Although Dr Jervis narrates the second part of The Stoneware Monkey, the first is written by Dr James Oldfield, and it opens with his description of an incident during his stint as a locum-tenems in the small country town of Newingstead. Biking back to the surgery after a professional call, he stops on a country road to smoke a pipe and enjoy the pleasant evening air. He is thus near enough to hear a cry for help from nearby Clay Wood. There he discovers Constable Alfred Murray, who has been dealt a fatal blow with his own truncheon.
It transpires he was chasing whoever stole a packet of fifteen diamonds worth some l0,000 pounds, newly brought from Amsterdam by Arthur Kempster. A dealer with a business in Hatton Garden, London, Kempster had carelessly left the gems unattended for a short time and the miscreant had popped in via a window, taken them, and scarpered. Kempster's absence from the room was so brief he was able to see and run after the thief, engaging the aid of Constable Murray in the pursuit. Thief and constable outpace Kempster so the latter did not see the murderous assault, and the criminal escapes by stealing Dr Oldfield's bike, subsequently found in a cart shed on the London side of town.

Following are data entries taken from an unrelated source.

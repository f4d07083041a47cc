//! Domain Layer
//!
//! Value types, ports and events shared by the caches and the service.
//!
//! - **User** (`user.rs`) - the live player record and its playtime
//! - **Ports** (`ports.rs`) - trait abstractions for the persistent store and event sinks
//! - **Events** (`events.rs`) - user and leaderboard events
//!
//! ```ignore
//! use playtime_cache::domain::{User, UserRepository};
//!
//! async fn top_ten<R: UserRepository>(repo: &R) -> Result<Vec<User>> {
//!     repo.find_top_by_duration(10).await
//! }
//! ```

pub mod events;
pub mod ports;
pub mod user;

pub use events::UserEvent;
pub use ports::{
    EventPublisher, UserDeleteResult, UserDeleteStatus, UserRepository, UserSaveReason,
};
pub use user::{PlayTime, User};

The scene then shifts to Marylebone in London, where Dr Oldfield has purchased a practice. One of his patients is Peter Gannet, who lives at l2 Jacob Street -- a thoroughfare with more of its ration of crime! Gannet shares the studio behind his house with his wife's second cousin, Frederick Boles, a maker of jewelry. Gannet is a potter, and among creations displayed on his bedroom mantelpiece is the titular statuette. This monkey and other works do not impress Dr Oldfield much to say the least, for he describes them as "singularly uncouth and barbaric" and exhibiting "childish crudity of execution". Be that as it may, Gannet's illness defies all the treatments prescribed, and so Dr Oldfield, a former pupil of Thorndyke's, decides to consult his old teacher about the case.
They make a startling discovery, pointing to an attempt to murder Gannet, who is admitted to hospital.
Is the culprit Mrs Letitia Gannet, who does not appear to get along with her husband? Or is it Boles, suspected of being over familiar with Mrs Gannet?
Might it be the Gannets' servant, or perhaps even an unknown outside party?
Whoever it is, with their attempt having been rumbled Gannet is certain there will be no further action in that line and returns home. He and Dr Oldfield become friends and the doctor learns a fair bit about making pottery and even tries a hand at it himself, forming a pot which turns up in unexpected fashion later in the book. Despite disagreements between Gannet and Boles, things jog along more or less as normal until Mrs Gannet returns from a week's holiday to find her husband missing and Boles has disappeared. Then a startling discovery is made and Thorndyke is called in to solve the mystery.
My verdict: Although I guessed whodunnit and why before reaching the closing stages of the book, it was more by intuitive leap rather than Thorndyke's careful step by step building up of a case, so I missed some of the more subtle clues planted along the way. There was perhaps one too many coincidences for my taste, although I got a kick from RAF's nod his The Jacob Street Mystery. There's a fair bit of interest in the explanation of the procedure to be followed in bringing a capital case, while the portion devoted to pottery technique may make readers' eyes glaze, no pun intended, but also forms an important part of the narrative.
All in all, however, I found this one of RAF's less interesting works, and so give it a mark of B-. Other readers will probably enjoy it more.